So today’s news is that the gang of ten have come up with something. (If you haven’t been following along, the gang of ten are the five “liberal” Democrats and the five DINOs asked by Harry Reid to come up with something to break the deadlock and get some type of compromise that will pass the Senate).  More details are here from Brian Beutler at TPM

So it might vanish like a Clinton-era trial balloon, or it might be a stayer, but the core of the new concept is to allow the 55–64 crowd to buy into Medicare, and to ask/allow/mandate a non-profit insurer(s) to provide a substitute public option. Exactly what the second point means is unclear to me. It may turn out to be some collapsing of Kent Conrad’s notion of the cooperative with an extension of the Federal Employees’ Plan (presumably minus the for-profit carriers) and somehow cramming that into the exchange. Of course providing something like the choice among private plans that Federal Employees now get was at the heart of Ron Wyden’s plan. We’ll see if it can last a couple of days scrutiny, or the wrath of the House Democrats.

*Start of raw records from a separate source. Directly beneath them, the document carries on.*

//! Ordered tool registry.

use std::collections::HashMap;
use std::sync::Arc;

use jsonschema::{Validator, validator_for};
use protocol::ToolDefinition;
use serde_json::Value;

use crate::error::{Result, ToolError};
use crate::handler::ToolHandler;

/// A definition paired with its compiled parameter schema and its handler.
pub struct RegisteredTool {
    definition: ToolDefinition,
    validator: Validator,
    handler: Arc<dyn ToolHandler>,
}

impl RegisteredTool {
    fn new(definition: ToolDefinition, handler: Arc<dyn ToolHandler>) -> Result<Self> {
        let validator =
            validator_for(&definition.parameter_schema).map_err(|e| ToolError::InvalidSchema {
                tool: definition.name.clone(),
                reason: e.to_string(),
            })?;
        Ok(Self {
            definition,
            validator,
            handler,
        })
    }

    pub fn name(&self) -> &str {
        &self.definition.name
    }

    pub fn definition(&self) -> &ToolDefinition {
        &self.definition
    }

    pub fn handler(&self) -> Arc<dyn ToolHandler> {
        Arc::clone(&self.handler)
    }

    /// Check `arguments` against the parameter schema. Reports the first
    /// violation.
    pub fn validate(&self, arguments: &Value) -> Result<()> {
        let mut errors = self.validator.iter_errors(arguments);
        if let Some(first) = errors.next() {
            return Err(ToolError::InvalidArguments {
                tool: self.definition.name.clone(),
                reason: first.to_string(),
            });
        }
        Ok(())
    }
}

impl std::fmt::Debug for RegisteredTool {
    fn fmt(&self, f: &mut std::fmt::Formatter<'_>) -> std::fmt::Result {
        f.debug_struct("RegisteredTool")
            .field("name", &self.definition.name)
            .finish_non_exhaustive()
    }
}

/// The ordered set of tools exposed for a session.
///
/// Names are unique. Listing order is registration order.
#[derive(Debug, Default)]
pub struct ToolRegistry {
    tools: Vec<RegisteredTool>,
    index: HashMap<String, usize>,
}

impl ToolRegistry {
    pub fn new() -> Self {
        Self::default()
    }

    /// Build a registry from an ordered list, rejecting repeated names.
    pub fn from_tools(
        tools: impl IntoIterator<Item = (ToolDefinition, Arc<dyn ToolHandler>)>,
    ) -> Result<Self> {
        let mut registry = Self::new();
        for (definition, handler) in tools {
            registry.register(definition, handler)?;
        }
        Ok(registry)
    }

    /// Append a tool at the end of the listing order.
    pub fn register(
        &mut self,
        definition: ToolDefinition,
        handler: Arc<dyn ToolHandler>,
    ) -> Result<()> {
        if self.index.contains_key(&definition.name) {
            return Err(ToolError::DuplicateTool(definition.name));
        }
        let tool = RegisteredTool::new(definition, handler)?;
        self.index.insert(tool.name().to_string(), self.tools.len());
        self.tools.push(tool);
        Ok(())
    }

    /// Remove a tool. Later tools keep their relative order.
    pub fn unregister(&mut self, name: &str) -> Option<ToolDefinition> {
        let position = self.index.remove(name)?;
        let removed = self.tools.remove(position);
        for slot in self.index.values_mut() {
            if *slot > position {
                *slot -= 1;
            }
        }
        Some(removed.definition)
    }

    pub fn list(&self) -> impl Iterator<Item = &ToolDefinition> {
        self.tools.iter().map(RegisteredTool::definition)
    }

    /// Owned copy of [`list`](Self::list), as sent over `tools/list`.
    pub fn definitions(&self) -> Vec<ToolDefinition> {
        self.list().cloned().collect()
    }

    pub fn get(&self, name: &str) -> Result<&ToolDefinition> {
        self.resolve(name).map(RegisteredTool::definition)
    }

    pub fn resolve(&self, name: &str) -> Result<&RegisteredTool> {
        self.index
            .get(name)
            .map(|&position| &self.tools[position])
            .ok_or_else(|| ToolError::UnknownTool(name.to_string()))
    }

    pub fn contains(&self, name: &str) -> bool {
        self.index.contains_key(name)
    }

    pub fn names(&self) -> Vec<&str> {
        self.tools.iter().map(RegisteredTool::name).collect()
    }

    pub fn len(&self) -> usize {
        self.tools.len()
    }

    pub fn is_empty(&self) -> bool {
        self.tools.is_empty()
    }
}
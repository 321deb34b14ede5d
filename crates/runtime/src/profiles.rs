//! Profile and organization selection, relayed between the configuration
//! source and the webview.

use parking_lot::RwLock;
use protocol::{AvailableProfiles, ProfileDescription, SelectedOrg};

#[derive(Debug, Default)]
struct Selection {
    profiles: Vec<ProfileDescription>,
    selected_profile_id: Option<String>,
    selected_org_id: Option<String>,
}

/// Available profiles plus the current selection.
///
/// Every mutator returns the resulting [`AvailableProfiles`], ready to be
/// broadcast as `didChangeAvailableProfiles`. Profile contents are opaque.
#[derive(Debug, Default)]
pub struct ProfileState {
    inner: RwLock<Selection>,
}

impl ProfileState {
    pub fn new(profiles: Vec<ProfileDescription>, selected: Option<String>) -> Self {
        let selected_profile_id = selected.or_else(|| profiles.first().map(|p| p.id.clone()));
        Self {
            inner: RwLock::new(Selection {
                profiles,
                selected_profile_id,
                selected_org_id: None,
            }),
        }
    }

    pub fn current(&self) -> AvailableProfiles {
        let inner = self.inner.read();
        AvailableProfiles {
            profiles: inner.profiles.clone(),
            selected_profile_id: inner.selected_profile_id.clone(),
        }
    }

    pub fn selected_org(&self) -> Option<String> {
        self.inner.read().selected_org_id.clone()
    }

    pub fn select_profile(&self, id: Option<String>) -> AvailableProfiles {
        self.inner.write().selected_profile_id = id;
        self.current()
    }

    /// Switch organization. A present `profileId` (even `null`) also replaces
    /// the selected profile.
    pub fn select_org(&self, org: SelectedOrg) -> AvailableProfiles {
        {
            let mut inner = self.inner.write();
            inner.selected_org_id = org.id;
            if let Some(profile_id) = org.profile_id {
                inner.selected_profile_id = profile_id;
            }
        }
        self.current()
    }

    /// Replace the available profiles. A selection that no longer exists
    /// falls back to the first profile.
    pub fn replace(&self, profiles: Vec<ProfileDescription>) -> AvailableProfiles {
        {
            let mut inner = self.inner.write();
            let still_present = inner
                .selected_profile_id
                .as_ref()
                .is_some_and(|id| profiles.iter().any(|p| &p.id == id));
            if !still_present {
                inner.selected_profile_id = profiles.first().map(|p| p.id.clone());
            }
            inner.profiles = profiles;
        }
        self.current()
    }
}
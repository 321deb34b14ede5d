//! Ordered duplex byte channels carrying one JSON frame per line.

use std::collections::HashMap;
use std::process::Stdio;

use serde::Serialize;
use serde_json::Value;
use tokio::io::{AsyncBufReadExt, AsyncRead, AsyncWrite, AsyncWriteExt, BufReader};
use tokio::process::{Child, Command};

use crate::error::{Error, Result};

/// Maximum frame size (1MB).
/// Sized for large tool outputs (file reads, search results).
pub const MAX_FRAME_SIZE: usize = 1024 * 1024;

const DUPLEX_BUFFER: usize = 64 * 1024;

type BoxedReader = Box<dyn AsyncRead + Send + Unpin>;
type BoxedWriter = Box<dyn AsyncWrite + Send + Unpin>;

/// Configuration for a peer process spoken to over its stdio.
#[derive(Debug, Clone)]
pub struct ProcessConfig {
    pub command: String,
    pub args: Vec<String>,
    pub env: HashMap<String, String>,
}

/// Reading half: yields one decoded JSON frame per line.
pub struct FrameReader {
    inner: BufReader<BoxedReader>,
    max_frame: usize,
    line: String,
}

impl FrameReader {
    /// Next frame, or `None` once the remote closed its side.
    ///
    /// Blank lines are skipped. A line that is not valid JSON yields
    /// [`Error::Serialize`]; the reader stays usable afterwards.
    pub async fn next_frame(&mut self) -> Result<Option<Value>> {
        loop {
            self.line.clear();
            let bytes_read = self.inner.read_line(&mut self.line).await?;
            if bytes_read == 0 {
                return Ok(None);
            }

            if self.line.len() > self.max_frame {
                return Err(Error::FrameTooLarge {
                    size: self.line.len(),
                    max: self.max_frame,
                });
            }

            let trimmed = self.line.trim();
            if trimmed.is_empty() {
                continue;
            }

            return Ok(Some(serde_json::from_str(trimmed)?));
        }
    }
}

/// Writing half.
pub struct FrameWriter {
    inner: BoxedWriter,
}

impl FrameWriter {
    pub async fn send<T: Serialize>(&mut self, frame: &T) -> Result<()> {
        let line = serde_json::to_string(frame)?;
        self.send_line(&line).await
    }

    /// Write an already-encoded frame. `line` must not contain newlines.
    pub async fn send_line(&mut self, line: &str) -> Result<()> {
        self.inner.write_all(line.as_bytes()).await?;
        self.inner.write_all(b"\n").await?;
        self.inner.flush().await?;
        Ok(())
    }

    pub async fn shutdown(&mut self) -> Result<()> {
        self.inner.shutdown().await?;
        Ok(())
    }
}

/// A bidirectional channel to one remote party.
pub struct Transport {
    reader: FrameReader,
    writer: FrameWriter,
    child: Option<Child>,
}

impl Transport {
    pub fn new<R, W>(reader: R, writer: W) -> Self
    where
        R: AsyncRead + Send + Unpin + 'static,
        W: AsyncWrite + Send + Unpin + 'static,
    {
        Self {
            reader: FrameReader {
                inner: BufReader::new(Box::new(reader)),
                max_frame: MAX_FRAME_SIZE,
                line: String::new(),
            },
            writer: FrameWriter {
                inner: Box::new(writer),
            },
            child: None,
        }
    }

    /// This process's own stdin/stdout.
    pub fn stdio() -> Self {
        Self::new(tokio::io::stdin(), tokio::io::stdout())
    }

    /// Two connected in-memory endpoints.
    pub fn pair() -> (Self, Self) {
        let (left, right) = tokio::io::duplex(DUPLEX_BUFFER);
        let (left_read, left_write) = tokio::io::split(left);
        let (right_read, right_write) = tokio::io::split(right);
        (
            Self::new(left_read, left_write),
            Self::new(right_read, right_write),
        )
    }

    /// Spawn a peer process and speak to it over its stdio.
    ///
    /// The child is killed when the transport (or the router owning it) is
    /// dropped.
    pub fn spawn(config: &ProcessConfig) -> Result<Self> {
        let mut cmd = Command::new(&config.command);
        cmd.args(&config.args)
            .envs(&config.env)
            .stdin(Stdio::piped())
            .stdout(Stdio::piped())
            .stderr(Stdio::inherit())
            .kill_on_drop(true);

        let mut process = cmd.spawn()?;

        let stdin = process
            .stdin
            .take()
            .ok_or_else(|| Error::Transport(std::io::Error::other("failed to capture stdin")))?;

        let stdout = process
            .stdout
            .take()
            .ok_or_else(|| Error::Transport(std::io::Error::other("failed to capture stdout")))?;

        let mut transport = Self::new(stdout, stdin);
        transport.child = Some(process);
        Ok(transport)
    }

    pub fn with_max_frame(mut self, max: usize) -> Self {
        self.reader.max_frame = max;
        self
    }

    pub fn into_parts(self) -> (FrameReader, FrameWriter, Option<Child>) {
        (self.reader, self.writer, self.child)
    }
}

The Medicare buy-in seems both sensible politics and half-decent policy.

As Suzy Khimm points out, associating the public option with Medicare improves its polling scores. But it’s also not bad policy as many of the most desperate uninsured are those in that age group. Although the rate of uninsurance is relatively lower amongst those 55–65, in most states it’s very hard for them to get insurance in the individual market and of course they have the highest costs of those below 65. The other good political and policy news is that they’ll be able to buy-in in 2011, not having to wait until 2014. It also appears that Medicare will be offered to people 55+ in the exchanges post 2014, so they’ll be able to use subsidies to buy it then. What the premiums required to buy into Medicare will be is also uncertain. Currently the 65+ population average around $16,000 a year while those 18–64 cost about $6,000 (my rough extrapolations from 2004 numbers). So perhaps the unsubsidized age-adjusted premiums would be $10,000 a year. A hell of a lot but not completely out of the question for many near-seniors who are working, may have paid off the mortgage and can’t get insurance at all now.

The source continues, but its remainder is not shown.